一田憲子さんの住まい方に学ぶ。大人になったら始めたい、手間なしシンプル生活。
衣食住が無理なく回りだす、暮らしの仕組みが見えてきました。
撮影・黒川ひろみ 文・松本あかね
料理は、定番のものしか作らない。
「私は面倒くさがりだけれど、ごはんだけは作るんですよね」
ただ、本を見ながら一生懸命作っても、家族の反応は「ふーん」。
「男の人って変わった味はいらんみたいなところ、ありますよね。せっかく作っても費用対効果が悪すぎるので、いつもの定番を繰り返し作るのに落ち着きました」
「豚肉マキマキ」はナス、オクラ、しいたけなど季節の野菜を薄切り肉で巻いて焼くだけ。疲れていても頭を使わず作れるからうれしい。
調味料・スパイス類は、決まったものだけにして増やさない。
普段使いのスパイスはガラムマサラ、クミン、花椒の3種類だけ。ガラムマサラは隠し味に、クミンは肉の煮込み、花椒は揚げ物にパラパラと、縦横に使いこなす。
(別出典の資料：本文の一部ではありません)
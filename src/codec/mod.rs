//! Telemetry frame codec
//!
//! A reading is packed into a fixed-width, comma-delimited text frame:
//!
//! ```text
//! $,<iccid:20>,<epoch:10>,<lat>,<lng>,<alt:4>,<var1:4>,...,<var7:4>,#
//! ```
//!
//! The frame bytes get a CRC16/Modbus trailer, pass through the payload
//! cipher, and are base64-encoded into a single buffered line.
//! Slot widths come from [`LAYOUT`]; padding and truncation are defined once
//! in [`Slot`] and reused by every field.

pub mod crc;

use base64::Engine;
use serde::{Deserialize, Serialize};

pub const ICCID_LEN: usize = 20;
pub const EPOCH_LEN: usize = 10;
pub const COORD_LEN: usize = 12;
pub const ALT_LEN: usize = 4;
pub const VAR_LEN: usize = 4;
pub const VAR_COUNT: usize = 7;

const FRAME_START: &[u8] = b"$,";
const FRAME_END: &[u8] = b",#";
const SEPARATOR: u8 = b',';

/// How a field's text is placed into its slot
#[derive(Debug, Clone, Copy, PartialEq, Eq)]
pub enum Slot {
    /// Right-aligned, zero-padded to exactly `width` characters.
    /// Overlong text keeps its least-significant characters; a leading
    /// `-` survives truncation in the first column.
    Fixed(usize),
    /// Copied as-is, cut to at most `width` characters, never padded.
    Coord(usize),
}

impl Slot {
    pub const fn max_width(&self) -> usize {
        match self {
            Slot::Fixed(w) | Slot::Coord(w) => *w,
        }
    }

    /// Write `text` into `dst`, returning the number of bytes written
    fn write(&self, text: &[u8], dst: &mut [u8]) -> usize {
        match *self {
            Slot::Fixed(width) => {
                let slot = &mut dst[..width];
                slot.fill(b'0');
                if text.len() > width {
                    if text[0] == b'-' {
                        slot[0] = b'-';
                        let digits = &text[text.len() - (width - 1)..];
                        slot[1..].copy_from_slice(digits);
                    } else {
                        slot.copy_from_slice(&text[text.len() - width..]);
                    }
                } else {
                    slot[width - text.len()..].copy_from_slice(text);
                }
                width
            }
            Slot::Coord(width) => {
                let n = text.len().min(width);
                dst[..n].copy_from_slice(&text[..n]);
                n
            }
        }
    }
}

/// One column of the frame layout
#[derive(Debug, Clone, Copy)]
pub struct Field {
    pub name: &'static str,
    pub slot: Slot,
}

pub const FIELD_COUNT: usize = 5 + VAR_COUNT;

/// Frame layout, in wire order
pub const LAYOUT: [Field; FIELD_COUNT] = [
    Field { name: "iccid", slot: Slot::Fixed(ICCID_LEN) },
    Field { name: "epoch", slot: Slot::Fixed(EPOCH_LEN) },
    Field { name: "lat", slot: Slot::Coord(COORD_LEN) },
    Field { name: "lng", slot: Slot::Coord(COORD_LEN) },
    Field { name: "alt", slot: Slot::Fixed(ALT_LEN) },
    Field { name: "var1", slot: Slot::Fixed(VAR_LEN) },
    Field { name: "var2", slot: Slot::Fixed(VAR_LEN) },
    Field { name: "var3", slot: Slot::Fixed(VAR_LEN) },
    Field { name: "var4", slot: Slot::Fixed(VAR_LEN) },
    Field { name: "var5", slot: Slot::Fixed(VAR_LEN) },
    Field { name: "var6", slot: Slot::Fixed(VAR_LEN) },
    Field { name: "var7", slot: Slot::Fixed(VAR_LEN) },
];

const fn frame_max_len() -> usize {
    let mut total = FRAME_START.len() + FRAME_END.len() + (FIELD_COUNT - 1);
    let mut i = 0;
    while i < FIELD_COUNT {
        total += LAYOUT[i].slot.max_width();
        i += 1;
    }
    total
}

/// Longest possible frame text (without CRC trailer)
pub const FRAME_MAX_LEN: usize = frame_max_len();

/// GPS position attached to a reading
#[derive(Debug, Clone, Copy, PartialEq, Serialize, Deserialize)]
pub struct Location {
    pub lat: f64,
    pub lng: f64,
    /// Metres; sent rounded to the nearest integer
    pub alt: f64,
}

/// One cycle's worth of telemetry
#[derive(Debug, Clone, PartialEq, Serialize, Deserialize)]
pub struct Reading {
    pub iccid: String,
    pub epoch: u64,
    pub location: Option<Location>,
    /// Pre-scaled sensor values (e.g. °C×100)
    pub vars: [i32; VAR_COUNT],
}

impl Reading {
    /// Text representation of each field, in [`LAYOUT`] order
    fn field_texts(&self) -> Vec<String> {
        let mut texts = Vec::with_capacity(FIELD_COUNT);
        texts.push(self.iccid.clone());
        texts.push(self.epoch.to_string());
        match self.location {
            Some(loc) => {
                texts.push(format!("{:.6}", loc.lat));
                texts.push(format!("{:.6}", loc.lng));
                texts.push((loc.alt.round() as i64).to_string());
            }
            None => {
                texts.push("0".repeat(COORD_LEN));
                texts.push("0".repeat(COORD_LEN));
                texts.push("0".to_string());
            }
        }
        texts.extend(self.vars.iter().map(|v| v.to_string()));
        texts
    }
}

/// Build the frame text into `out`, returning the number of bytes written.
///
/// `out` must hold at least [`FRAME_MAX_LEN`] bytes; the layout is never
/// truncated to fit a smaller buffer.
pub fn build_frame_into(reading: &Reading, out: &mut [u8]) -> anyhow::Result<usize> {
    if out.len() < FRAME_MAX_LEN {
        anyhow::bail!(
            "frame buffer too small: {} bytes, need {}",
            out.len(),
            FRAME_MAX_LEN
        );
    }
    if !reading.iccid.is_ascii() {
        anyhow::bail!("ICCID is not ASCII: {:?}", reading.iccid);
    }

    let mut pos = 0;
    out[..FRAME_START.len()].copy_from_slice(FRAME_START);
    pos += FRAME_START.len();

    for (i, (field, text)) in LAYOUT.iter().zip(reading.field_texts()).enumerate() {
        if i > 0 {
            out[pos] = SEPARATOR;
            pos += 1;
        }
        pos += field.slot.write(text.as_bytes(), &mut out[pos..]);
    }

    out[pos..pos + FRAME_END.len()].copy_from_slice(FRAME_END);
    pos += FRAME_END.len();
    Ok(pos)
}

/// Build the frame text for a reading
pub fn build_frame(reading: &Reading) -> anyhow::Result<String> {
    let mut out = [0u8; FRAME_MAX_LEN];
    let len = build_frame_into(reading, &mut out)?;
    String::from_utf8(out[..len].to_vec())
        .map_err(|e| anyhow::anyhow!("Frame is not valid UTF-8: {}", e))
}

/// Parse frame text back into a reading
pub fn decode_frame(text: &str) -> anyhow::Result<Reading> {
    let inner = text
        .strip_prefix("$,")
        .and_then(|t| t.strip_suffix(",#"))
        .ok_or_else(|| anyhow::anyhow!("Missing frame sentinels"))?;

    let tokens: Vec<&str> = inner.split(',').collect();
    if tokens.len() != FIELD_COUNT {
        return Err(anyhow::anyhow!(
            "Expected {} fields, got {}",
            FIELD_COUNT,
            tokens.len()
        ));
    }

    for (field, token) in LAYOUT.iter().zip(&tokens) {
        let ok = match field.slot {
            Slot::Fixed(w) => token.len() == w,
            Slot::Coord(w) => !token.is_empty() && token.len() <= w,
        };
        if !ok {
            return Err(anyhow::anyhow!(
                "Field {} has bad width {}: {:?}",
                field.name,
                token.len(),
                token
            ));
        }
    }

    let epoch = tokens[1]
        .parse::<u64>()
        .map_err(|e| anyhow::anyhow!("Invalid epoch {:?}: {}", tokens[1], e))?;

    let zero_filled = |t: &str| t.bytes().all(|b| b == b'0');
    let location = if zero_filled(tokens[2]) && zero_filled(tokens[3]) {
        None
    } else {
        Some(Location {
            lat: parse_coord(tokens[2])?,
            lng: parse_coord(tokens[3])?,
            alt: parse_fixed_int(tokens[4])? as f64,
        })
    };

    let mut vars = [0i32; VAR_COUNT];
    for (i, var) in vars.iter_mut().enumerate() {
        *var = parse_fixed_int(tokens[5 + i])? as i32;
    }

    Ok(Reading {
        iccid: tokens[0].to_string(),
        epoch,
        location,
        vars,
    })
}

fn parse_coord(token: &str) -> anyhow::Result<f64> {
    token
        .parse::<f64>()
        .map_err(|e| anyhow::anyhow!("Invalid coordinate {:?}: {}", token, e))
}

/// Parse a right-aligned slot; the sign may sit after pad zeros (`00-5`)
fn parse_fixed_int(token: &str) -> anyhow::Result<i64> {
    let parsed = match token.find('-') {
        Some(pos) => token[pos + 1..].parse::<i64>().map(|v| -v),
        None => token.parse::<i64>(),
    };
    parsed.map_err(|e| anyhow::anyhow!("Invalid numeric slot {:?}: {}", token, e))
}

/// Opaque byte transform applied to framed bytes before base64
pub trait PayloadCipher {
    fn seal(&self, plain: &[u8]) -> anyhow::Result<Vec<u8>>;
    fn open(&self, sealed: &[u8]) -> anyhow::Result<Vec<u8>>;
}

/// Pass-through cipher (payload encryption disabled)
#[derive(Debug, Clone, Copy, Default)]
pub struct Plaintext;

impl PayloadCipher for Plaintext {
    fn seal(&self, plain: &[u8]) -> anyhow::Result<Vec<u8>> {
        Ok(plain.to_vec())
    }

    fn open(&self, sealed: &[u8]) -> anyhow::Result<Vec<u8>> {
        Ok(sealed.to_vec())
    }
}

pub fn encode_base64(data: &[u8]) -> String {
    base64::engine::general_purpose::STANDARD.encode(data)
}

pub fn decode_base64(input: &str) -> anyhow::Result<Vec<u8>> {
    base64::engine::general_purpose::STANDARD
        .decode(input)
        .map_err(|e| anyhow::anyhow!("Base64 decode error: {}", e))
}

/// Frame, CRC, seal and base64-encode a reading into one buffer line
pub fn encode_line(reading: &Reading, cipher: &dyn PayloadCipher) -> anyhow::Result<String> {
    let frame = build_frame(reading)?;
    let framed = crc::with_crc16(frame.as_bytes());
    tracing::debug!("Frame bytes: {}", hex::encode(&framed));
    let sealed = cipher.seal(&framed)?;
    Ok(encode_base64(&sealed))
}

/// Reverse of [`encode_line`]; fails on bad base64, CRC or layout
pub fn decode_line(line: &str, cipher: &dyn PayloadCipher) -> anyhow::Result<Reading> {
    let sealed = decode_base64(line.trim())?;
    let framed = cipher.open(&sealed)?;
    let payload = crc::verify_crc16(&framed)?;
    let text = std::str::from_utf8(payload)
        .map_err(|e| anyhow::anyhow!("Invalid UTF-8 in frame: {}", e))?;
    decode_frame(text)
}

#[cfg(test)]
mod tests {
    use super::*;

    fn sample_reading() -> Reading {
        Reading {
            iccid: "89520201234567890123".to_string(),
            epoch: 1_718_000_000,
            location: Some(Location {
                lat: 20.123456,
                lng: -103.654321,
                alt: 1540.0,
            }),
            vars: [2150, 6500, 12, 0, 999, 4095, 37],
        }
    }

    #[test]
    fn test_frame_max_len() {
        assert_eq!(FRAME_MAX_LEN, 101);
    }

    #[test]
    fn test_build_frame_layout() {
        let frame = build_frame(&sample_reading()).unwrap();
        assert_eq!(
            frame,
            "$,89520201234567890123,1718000000,20.123456,-103.654321,1540,\
             2150,6500,0012,0000,0999,4095,0037,#"
        );
    }

    #[test]
    fn test_missing_location_zero_filled() {
        let mut reading = sample_reading();
        reading.location = None;
        let frame = build_frame(&reading).unwrap();
        assert!(frame.contains(",000000000000,000000000000,0000,"));
    }

    #[test]
    fn test_short_iccid_padded() {
        let mut reading = sample_reading();
        reading.iccid = "8952020123456789012".to_string();
        let frame = build_frame(&reading).unwrap();
        assert!(frame.starts_with("$,08952020123456789012,"));
    }

    #[test]
    fn test_fixed_slot_truncation() {
        let mut dst = [0u8; 4];
        Slot::Fixed(4).write(b"123456", &mut dst);
        assert_eq!(&dst, b"3456");

        Slot::Fixed(4).write(b"-12345", &mut dst);
        assert_eq!(&dst, b"-345");

        Slot::Fixed(4).write(b"-5", &mut dst);
        assert_eq!(&dst, b"00-5");

        Slot::Fixed(4).write(b"7", &mut dst);
        assert_eq!(&dst, b"0007");
    }

    #[test]
    fn test_coord_slot_truncation() {
        let mut dst = [0u8; COORD_LEN];
        let n = Slot::Coord(COORD_LEN).write(b"-1234.5678901234", &mut dst);
        assert_eq!(n, COORD_LEN);
        assert_eq!(&dst, b"-1234.567890");
    }

    #[test]
    fn test_small_buffer_rejected() {
        let mut out = [0u8; FRAME_MAX_LEN - 1];
        assert!(build_frame_into(&sample_reading(), &mut out).is_err());
    }

    #[test]
    fn test_decode_round_trip() {
        let reading = sample_reading();
        let frame = build_frame(&reading).unwrap();
        assert_eq!(decode_frame(&frame).unwrap(), reading);

        let mut no_fix = reading.clone();
        no_fix.location = None;
        no_fix.vars = [-5, -999, 0, 1, 22, 333, 4444];
        let frame = build_frame(&no_fix).unwrap();
        assert_eq!(decode_frame(&frame).unwrap(), no_fix);
    }

    #[test]
    fn test_line_round_trip() {
        let reading = sample_reading();
        let line = encode_line(&reading, &Plaintext).unwrap();
        assert!(!line.contains('\n'));
        assert_eq!(decode_line(&line, &Plaintext).unwrap(), reading);
    }

    #[test]
    fn test_corrupted_line_rejected() {
        let line = encode_line(&sample_reading(), &Plaintext).unwrap();
        let mut bytes = decode_base64(&line).unwrap();
        bytes[10] ^= 0x01;
        let corrupted = encode_base64(&bytes);
        assert!(decode_line(&corrupted, &Plaintext).is_err());
    }

    #[test]
    fn test_base64_length() {
        for n in 0..10usize {
            let data = vec![0xA5u8; n];
            assert_eq!(encode_base64(&data).len(), n.div_ceil(3) * 4);
        }
    }

    #[test]
    fn test_decode_rejects_bad_sentinels() {
        assert!(decode_frame("89520201234567890123,#").is_err());
        assert!(decode_frame("$,1,2,#").is_err());
    }
}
「昔は本を見て料理ごとに買っていたんですけれど、一度作ったらそれっきり。今はこの3種類以外に必要な場合は、使い切れる少量タイプを買うことにしています」
鍋は、有次のやっとこ鍋。 5つのサイズセットに絞る。
「もう20年くらい使っています。一番小さい鍋で絹さやを茹でたり、一番大きいサイズでは、大根を一本煮ることも」
程よい厚みのある、打ち出しのアルミ製やっとこ鍋。材料の量によってサイズを選べば、重ねないでひと並べにでき、落とし蓋をすれば煮汁がほどよく回る。
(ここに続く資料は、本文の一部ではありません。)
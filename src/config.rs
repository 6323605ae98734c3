use serde::Deserialize;
use std::path::{Path, PathBuf};

use crate::buffer::{DEFAULT_MARKER, DEFAULT_MAX_LINES_TO_READ, DEFAULT_MAX_UNPROCESSED};
use crate::codec::{Location, VAR_COUNT};
use crate::modem::budget::DEFAULT_COMM_BUDGET_MS;
use crate::operator::profile::{default_profiles, OperatorProfile};
use crate::operator::DEFAULT_SKIP_SCAN_CYCLES;

#[derive(Debug, Clone, Deserialize)]
#[serde(default)]
pub struct Config {
    pub node: NodeConfig,
    pub modem: ModemConfig,
    pub server: ServerConfig,
    pub sampling: SamplingConfig,
    pub battery: BatteryConfig,
    pub recovery: RecoveryConfig,
    pub capabilities: Capabilities,
    pub operators: Vec<OperatorProfile>,
    pub simulation: SimulationConfig,
    pub logging: LoggingConfig,
}

impl Default for Config {
    fn default() -> Self {
        Self {
            node: NodeConfig::default(),
            modem: ModemConfig::default(),
            server: ServerConfig::default(),
            sampling: SamplingConfig::default(),
            battery: BatteryConfig::default(),
            recovery: RecoveryConfig::default(),
            capabilities: Capabilities::default(),
            operators: default_profiles(),
            simulation: SimulationConfig::default(),
            logging: LoggingConfig::default(),
        }
    }
}

#[derive(Debug, Clone, Deserialize)]
#[serde(default)]
pub struct NodeConfig {
    /// Holds the buffer file and the persisted state
    pub state_dir: PathBuf,
    pub buffer_file: String,
    pub sleep_minutes: u64,
    pub processed_marker: String,
    pub max_unprocessed: usize,
    pub max_lines_to_read: usize,
    /// Presence of this file (in `state_dir`) requests a buffer export
    pub provision_request: String,
    pub provision_export: String,
}

impl Default for NodeConfig {
    fn default() -> Self {
        Self {
            state_dir: PathBuf::from("state"),
            buffer_file: "buffer.txt".to_string(),
            sleep_minutes: 10,
            processed_marker: DEFAULT_MARKER.to_string(),
            max_unprocessed: DEFAULT_MAX_UNPROCESSED,
            max_lines_to_read: DEFAULT_MAX_LINES_TO_READ,
            provision_request: "provision.request".to_string(),
            provision_export: "buffer_export.json".to_string(),
        }
    }
}

/// Modem wiring, PWRKEY timings and board-level modem capabilities
#[derive(Debug, Clone, Deserialize)]
#[serde(default)]
pub struct ModemConfig {
    pub port: String,
    pub baud: u32,
    /// Board can switch the modem supply rail
    pub supply_switch: bool,
    /// Try a supply-rail cycle when PWRKEY and forced reset fail
    pub hard_power_cycle: bool,
    /// Send `AT+CPSMS=0` after every boot
    pub disable_psm: bool,
    pub power_on_attempts: u32,
    pub pwrkey_pre_ms: u64,
    pub pwrkey_on_ms: u64,
    pub pwrkey_off_ms: u64,
    pub uart_ready_ms: u64,
    pub forced_reset_ms: u64,
    pub max_forced_resets: u8,
    pub poweroff_urc_ms: u64,
    pub toff_buffer_ms: u64,
    pub hard_cycle_off_ms: u64,
    pub max_hard_cycles: u8,
    /// Wall-clock limit for the send phase of one cycle
    pub comm_budget_ms: u64,
}

impl Default for ModemConfig {
    fn default() -> Self {
        Self {
            port: "/dev/ttyUSB0".to_string(),
            baud: 115_200,
            supply_switch: false,
            hard_power_cycle: false,
            disable_psm: true,
            power_on_attempts: 3,
            pwrkey_pre_ms: 100,
            pwrkey_on_ms: 1500,
            pwrkey_off_ms: 1500,
            uart_ready_ms: 2500,
            forced_reset_ms: 13_000,
            max_forced_resets: 1,
            poweroff_urc_ms: 10_000,
            toff_buffer_ms: 2000,
            hard_cycle_off_ms: 3000,
            max_hard_cycles: 1,
            comm_budget_ms: DEFAULT_COMM_BUDGET_MS,
        }
    }
}

#[derive(Debug, Clone, Deserialize)]
#[serde(default)]
pub struct ServerConfig {
    pub host: String,
    pub port: u16,
    /// Wait for the server's acknowledgement before marking a line sent
    pub require_ack: bool,
    pub ack_token: String,
    pub ack_timeout_ms: u64,
}

impl Default for ServerConfig {
    fn default() -> Self {
        Self {
            host: "127.0.0.1".to_string(),
            port: 12607,
            require_ack: false,
            ack_token: "$".to_string(),
            ack_timeout_ms: 10_000,
        }
    }
}

#[derive(Debug, Clone, Deserialize)]
#[serde(default)]
pub struct SamplingConfig {
    /// Raw samples thrown away while the input settles
    pub discard: usize,
    /// Samples averaged after the discard
    pub keep: usize,
}

impl Default for SamplingConfig {
    fn default() -> Self {
        Self { discard: 2, keep: 10 }
    }
}

#[derive(Debug, Clone, Deserialize)]
#[serde(default)]
pub struct BatteryConfig {
    pub enter_volts: f64,
    pub exit_volts: f64,
    pub stable_count: u32,
    pub filter_samples: usize,
}

impl Default for BatteryConfig {
    fn default() -> Self {
        Self {
            enter_volts: 3.20,
            exit_volts: 3.80,
            stable_count: 3,
            filter_samples: 10,
        }
    }
}

#[derive(Debug, Clone, Deserialize)]
#[serde(default)]
pub struct RecoveryConfig {
    /// Accumulated sleep that triggers a preventive restart
    pub restart_hours: u64,
    /// Consecutive failed send cycles before the modem backoff restart
    pub modem_fail_threshold: u32,
    pub skip_cycles_after_restart: u32,
    pub skip_scan_cycles: u8,
}

impl Default for RecoveryConfig {
    fn default() -> Self {
        Self {
            restart_hours: 24,
            modem_fail_threshold: 6,
            skip_cycles_after_restart: 3,
            skip_scan_cycles: DEFAULT_SKIP_SCAN_CYCLES,
        }
    }
}

/// Subsystems enabled on this device
#[derive(Debug, Clone, Deserialize)]
#[serde(default)]
pub struct Capabilities {
    pub gps: bool,
    pub battery_gate: bool,
    pub modem_backoff: bool,
    pub preventive_restart: bool,
    pub provisioning: bool,
}

impl Default for Capabilities {
    fn default() -> Self {
        Self {
            gps: true,
            battery_gate: true,
            modem_backoff: true,
            preventive_restart: true,
            provisioning: true,
        }
    }
}

/// Values reported by the stand-in sensor, GPS and battery drivers
#[derive(Debug, Clone, Deserialize)]
#[serde(default)]
pub struct SimulationConfig {
    pub vars: [i32; VAR_COUNT],
    pub gps_fix: Option<Location>,
    pub battery_volts: f64,
}

impl Default for SimulationConfig {
    fn default() -> Self {
        Self {
            vars: [2215, 4830, 1013, 350, 0, 0, 0],
            gps_fix: Some(Location {
                lat: 19.432608,
                lng: -99.133209,
                alt: 2240.0,
            }),
            battery_volts: 3.95,
        }
    }
}

#[derive(Debug, Clone, Deserialize)]
#[serde(default)]
pub struct LoggingConfig {
    pub level: String,
}

impl Default for LoggingConfig {
    fn default() -> Self {
        Self {
            level: "info".to_string(),
        }
    }
}

impl Config {
    pub fn load(path: &Path) -> anyhow::Result<Self> {
        let content = std::fs::read_to_string(path)
            .map_err(|e| anyhow::anyhow!("Failed to read config file {:?}: {}", path, e))?;
        let config: Config = toml::from_str(&content)
            .map_err(|e| anyhow::anyhow!("Failed to parse config file: {}", e))?;
        Ok(config)
    }

    pub fn buffer_path(&self) -> PathBuf {
        self.node.state_dir.join(&self.node.buffer_file)
    }
}

#[cfg(test)]
mod tests {
    use super::*;

    #[test]
    fn test_empty_file_uses_defaults() {
        let config: Config = toml::from_str("").unwrap();
        assert_eq!(config.node.sleep_minutes, 10);
        assert_eq!(config.operators.len(), 5);
        assert_eq!(config.modem.forced_reset_ms, 13_000);
        assert_eq!(config.battery.enter_volts, 3.20);
        assert_eq!(config.buffer_path(), PathBuf::from("state/buffer.txt"));
    }

    #[test]
    fn test_partial_sections() {
        let text = r#"
[server]
host = "ingest.example.org"
require_ack = true

[modem]
port = "/dev/ttyAMA0"
hard_power_cycle = true

[capabilities]
gps = false

[[operators]]
name = "TEST"
plmn = "00101"
apn = "internet"

[simulation]
vars = [1, 2, 3, 4, 5, 6, 7]
battery_volts = 3.1
"#;
        let config: Config = toml::from_str(text).unwrap();
        assert_eq!(config.server.host, "ingest.example.org");
        assert_eq!(config.server.port, 12607);
        assert!(config.server.require_ack);
        assert_eq!(config.modem.port, "/dev/ttyAMA0");
        assert!(config.modem.hard_power_cycle);
        assert_eq!(config.modem.baud, 115_200);
        assert!(!config.capabilities.gps);
        assert!(config.capabilities.battery_gate);
        assert_eq!(config.operators.len(), 1);
        assert_eq!(config.operators[0].apn, "internet");
        assert_eq!(config.operators[0].network_mode, "AT+CNMP=38");
        assert_eq!(config.simulation.vars[6], 7);
        assert!(config.simulation.gps_fix.is_some());
    }

    #[test]
    fn test_load_missing_file() {
        assert!(Config::load(Path::new("/nonexistent/telemetry-node.toml")).is_err());
    }
}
「いろいろな鍋を買いましたが、これさえあれば何でもできるから、ほかはいらないですね」
入れ子状になるので場所をとらないのもいいところ。
水気を残さないことを心がける。
シンク内が定位置のスポンジやたわしは、実際乾く間がないもの。
「ヌメッとなってからきれいにしようとすると時間がかかって大変」
そこで試行錯誤の末、キッチンの窓際にピンチハンガーをかけて、毎晩寝る前に干すことに。
「よく水気が切れるし、変なにおいもしない。カラッと乾かしておけば、いつでも清潔に使えますよ」
タオルはかさばらず乾きやすい平織りタオルにする。
6枚のバスタオルと1枚のバスマットがこんなにコンパクトに! 今治のタオル専門店『伊織』の平織りタオルはかさばらず、すぐ乾く。どんどん使って洗えるのがいい。
「以前は『リベコ』のリネンのタオルを使っていましたが、良いものだけに値段も高かった。平織りのタオルは2000円くらい。この値段でここまで良質なものが買えるのだったら、今はそちらを選びたい」
これからの暮らしは価格のダウンサイジングも意識したいところ。